= Munich 1941 chess tournament =

The Second Europaturnier was held from 8 to 14 September 1941 in Munich. The event was organised by Ehrhardt Post, the Chief Executive of Nazi Grossdeutscher Schachbund. The First Europaturnier had taken place in Stuttgart in May 1939.

==Results==
The event was won by Gösta Stoltz, who scored a spectacular victory with 1½ points ahead of Alexander Alekhine and Erik Lundin. Stoltz won 1,000 Reichsmarks and received a trophy that was donated by Bavarian Ministerpräsident at the time Ludwig Siebert. The trophy was made of Meissen porcelain and worth close to $1,000.
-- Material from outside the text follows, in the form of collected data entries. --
//! Static observer map from widget properties to chart handlers.
//!
//! The registry is wired once at startup with the two dashboard callbacks
//! and owns a shared, read-only handle to the launch table. The host only
//! ever calls [`CallbackRegistry::dispatch`] with the values the browser sent.

use crate::error::{DispatchError, RenderError};
use crate::figure::Figure;
use crate::handlers::{self, Rendered};
use crate::layout::{PAYLOAD_SLIDER, PIE_CHART, SCATTER_CHART, SITE_DROPDOWN};
use serde::{Deserialize, Serialize};
use serde_json::Value;
use spacex_data::{LaunchTable, PayloadRange, SiteSelection};
use std::collections::HashMap;
use std::fmt;
use std::sync::Arc;

/// A widget property, written `id.property` on the wire.
#[derive(Debug, Clone, PartialEq, Eq, Hash, Serialize, Deserialize)]
pub struct PropRef {
    pub id: String,
    pub property: String,
}

impl PropRef {
    pub fn new(id: &str, property: &str) -> Self {
        Self {
            id: id.to_string(),
            property: property.to_string(),
        }
    }

    /// Parse `id.property`, splitting at the last dot.
    pub fn parse(s: &str) -> Option<Self> {
        let (id, property) = s.rsplit_once('.')?;
        if id.is_empty() || property.is_empty() {
            return None;
        }
        Some(Self::new(id, property))
    }
}

impl fmt::Display for PropRef {
    fn fmt(&self, f: &mut fmt::Formatter<'_>) -> fmt::Result {
        write!(f, "{}.{}", self.id, self.property)
    }
}

/// One input value as sent by the browser.
#[derive(Debug, Clone, Serialize, Deserialize, PartialEq)]
pub struct InputValue {
    pub id: String,
    pub property: String,
    pub value: Value,
}

/// Input values of one callback invocation, keyed by property.
#[derive(Debug, Default)]
pub struct Inputs {
    values: HashMap<PropRef, Value>,
}

impl Inputs {
    pub fn from_values(values: &[InputValue]) -> Self {
        Self {
            values: values
                .iter()
                .map(|v| (PropRef::new(&v.id, &v.property), v.value.clone()))
                .collect(),
        }
    }

    fn get(&self, prop: &PropRef) -> Result<&Value, RenderError> {
        self.values
            .get(prop)
            .ok_or_else(|| RenderError::MissingInput(prop.to_string()))
    }

    /// Dropdown value as a site selection.
    pub fn site(&self, prop: &PropRef) -> Result<SiteSelection, RenderError> {
        match self.get(prop)? {
            Value::String(s) => Ok(SiteSelection::from_value(s)),
            other => Err(RenderError::InvalidInput {
                input: prop.to_string(),
                reason: format!("expected a site name, got {}", other),
            }),
        }
    }

    /// Range slider value `[lo, hi]` as a payload range.
    pub fn payload_range(&self, prop: &PropRef) -> Result<PayloadRange, RenderError> {
        let invalid = |reason: String| RenderError::InvalidInput {
            input: prop.to_string(),
            reason,
        };
        let pair = match self.get(prop)? {
            Value::Array(items) if items.len() == 2 => items,
            other => return Err(invalid(format!("expected [lo, hi], got {}", other))),
        };
        let lo = pair[0]
            .as_f64()
            .ok_or_else(|| invalid(format!("lower bound is not a number: {}", pair[0])))?;
        let hi = pair[1]
            .as_f64()
            .ok_or_else(|| invalid(format!("upper bound is not a number: {}", pair[1])))?;
        PayloadRange::new(lo, hi).ok_or(RenderError::InvalidRange { lo, hi })
    }
}

type Handler = fn(&LaunchTable, &Inputs) -> Rendered;

struct Callback {
    output: PropRef,
    inputs: Vec<PropRef>,
    handler: Handler,
}

/// Serializable description of one callback, sent to the browser.
#[derive(Debug, Clone, Serialize, PartialEq)]
pub struct Dependency {
    pub output: String,
    pub inputs: Vec<PropRef>,
}

pub struct CallbackRegistry {
    table: Arc<LaunchTable>,
    callbacks: Vec<Callback>,
    by_output: HashMap<PropRef, usize>,
    by_input: HashMap<PropRef, Vec<usize>>,
}

fn site_value() -> PropRef {
    PropRef::new(SITE_DROPDOWN, "value")
}

fn payload_value() -> PropRef {
    PropRef::new(PAYLOAD_SLIDER, "value")
}

fn pie_callback(table: &LaunchTable, inputs: &Inputs) -> Rendered {
    match inputs.site(&site_value()) {
        Ok(selection) => handlers::render_site_success_pie(table, &selection),
        Err(e) => Rendered::or_empty(
            Err(e),
            &handlers::pie_title(&SiteSelection::AllSites),
        ),
    }
}

fn scatter_callback(table: &LaunchTable, inputs: &Inputs) -> Rendered {
    let decoded = inputs
        .site(&site_value())
        .and_then(|site| Ok((site, inputs.payload_range(&payload_value())?)));
    match decoded {
        Ok((selection, range)) => {
            handlers::render_payload_outcome_scatter(table, &selection, range)
        }
        Err(e) => Rendered::or_empty(Err(e), handlers::SCATTER_TITLE),
    }
}

impl CallbackRegistry {
    /// Wire the dashboard callbacks against `table`.
    pub fn new(table: Arc<LaunchTable>) -> Self {
        let mut registry = Self {
            table,
            callbacks: Vec::new(),
            by_output: HashMap::new(),
            by_input: HashMap::new(),
        };
        registry.register(
            PropRef::new(PIE_CHART, "figure"),
            vec![site_value()],
            pie_callback,
        );
        registry.register(
            PropRef::new(SCATTER_CHART, "figure"),
            vec![site_value(), payload_value()],
            scatter_callback,
        );
        log::info!(
            "callbacks: wired {} outputs",
            registry.callbacks.len()
        );
        registry
    }

    fn register(&mut self, output: PropRef, inputs: Vec<PropRef>, handler: Handler) {
        let index = self.callbacks.len();
        for input in &inputs {
            self.by_input.entry(input.clone()).or_default().push(index);
        }
        self.by_output.insert(output.clone(), index);
        self.callbacks.push(Callback {
            output,
            inputs,
            handler,
        });
    }

    pub fn table(&self) -> &LaunchTable {
        &self.table
    }

    pub fn dependencies(&self) -> Vec<Dependency> {
        self.callbacks
            .iter()
            .map(|c| Dependency {
                output: c.output.to_string(),
                inputs: c.inputs.clone(),
            })
            .collect()
    }

    /// Outputs to refresh when `input` changes, in registration order.
    pub fn outputs_for(&self, input: &PropRef) -> Vec<&PropRef> {
        self.by_input
            .get(input)
            .map(|indices| indices.iter().map(|&i| &self.callbacks[i].output).collect())
            .unwrap_or_default()
    }

    /// Run the callback bound to `output` with the given input values.
    ///
    /// Only an unknown output is an error; every input problem degrades to
    /// an empty figure inside the returned [`Rendered`].
    pub fn dispatch(
        &self,
        output: &PropRef,
        values: &[InputValue],
    ) -> Result<Rendered, DispatchError> {
        let index = *self
            .by_output
            .get(output)
            .ok_or_else(|| DispatchError::UnknownOutput(output.to_string()))?;
        let callback = &self.callbacks[index];
        log::debug!("dispatch: {} <- {:?}", callback.output, values);
        Ok((callback.handler)(&self.table, &Inputs::from_values(values)))
    }

    /// Convenience for callers that only need the figure.
    pub fn figure(&self, output: &PropRef, values: &[InputValue]) -> Result<Figure, DispatchError> {
        self.dispatch(output, values).map(|r| r.figure)
    }
}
The results and standings:

#: Player; Country; 1; 2; 3; 4; 5; 6; 7; 8; 9; 10; 11; 12; 13; 14; 15; 16; Total
1: Gösta Stoltz; Sweden; x; ½; 1; 0; 1; 1; 1; ½; 1; ½; 1; 1; 1; ½; 1; 1; 12
2-3: Alexander Alekhine; France; ½; x; ½; 1; 0; 1; ½; 1; 1; 1; ½; ½; 0; 1; 1; 1; 10½
2-3: Erik Lundin; Sweden; 0; ½; x; 0; ½; 1; ½; 1; ½; 1; 1; 1; 1; 1; ½; 1; 10½
4: Efim Bogoljubow; Germany; 1; 0; 1; x; ½; 0; ½; ½; 0; 1; ½; 1; ½; 1; 1; 1; 9½
5-6: Bjørn Nielsen; Denmark; 0; 1; ½; ½; x; 1; ½; ½; 0; ½; 0; 1; ½; 1; 1; 1; 9
5-6: Kurt Richter; Germany; 0; 0; 0; 1; 0; x; ½; 0; 1; 1; 1; 1; 1; 1; 1; ½; 9
7: Jan Foltys; Germany (Protectorate of Bohemia and Moravia Bohemia and Moravia); 0; ½; ½; ½; ½; ½; x; 1; ½; 0; ½; 1; 1; 0; 1; ½; 8
8: Pál Réthy; Hungary; ½; 0; 0; ½; ½; 1; 0; x; 0; ½; ½; ½; 1; 1; ½; 1; 7½
9-10: Braslav Rabar; Independent State of Croatia; 0; 0; ½; 1; 1; 0; ½; 1; x; ½; 0; 0; ½; ½; 1; ½; 7
9-10: Georg Kieninger; Germany; ½; 0; 0; 0; ½; 0; 1; ½; ½; x; ½; 1; ½; ½; ½; 1; 7
11: Géza Füster; Hungary; 0; ½; 0; ½; 1; 0; ½; ½; 1; ½; x; 0; 1; 0; 0; 1; 6½
12: Paul Mross; Germany (General Government); 0; ½; 0; 0; 0; 0; 0; ½; 1; 0; 1; x; ½; 1; ½; 1; 6
13: Karel Opočenský; Germany (Protectorate of Bohemia and Moravia Bohemia and Moravia); 0; 1; 0; ½; ½; 0; 0; 0; ½; ½; 0; ½; x; ½; 1; ½; 5½
14-15: Ivan Vladimir Rohaček; Slovakia; ½; 0; 0; 0; 0; 0; 1; 0; ½; ½; 1; 0; ½; x; ½; 0; 4½
14-15: Nicolaas Cortlever; Netherlands; 0; 0; ½; 0; 0; 0; 0; ½; 0; ½; 1; ½; 0; ½; x; 1; 4½
16: Peter Leepin; Switzerland; 0; 0; 0; 0; 0; ½; ½; 0; ½; 0; 0; 0; ½; 1; 0; x; 3

==Max Euwe's rejection==
Former world champion Max Euwe declined the invitation due to "occupational obligations" as manager of a groceries business. He would later decline the invitation to a similar event, Salzburg 1942 chess tournament due to illness. It is speculated that the real motive was the invitation of Alexander Alekhine, who had written antisemitic articles. Among others, Alekhine had written about the "Jewish clique" around Euwe in the World Chess Championship 1935.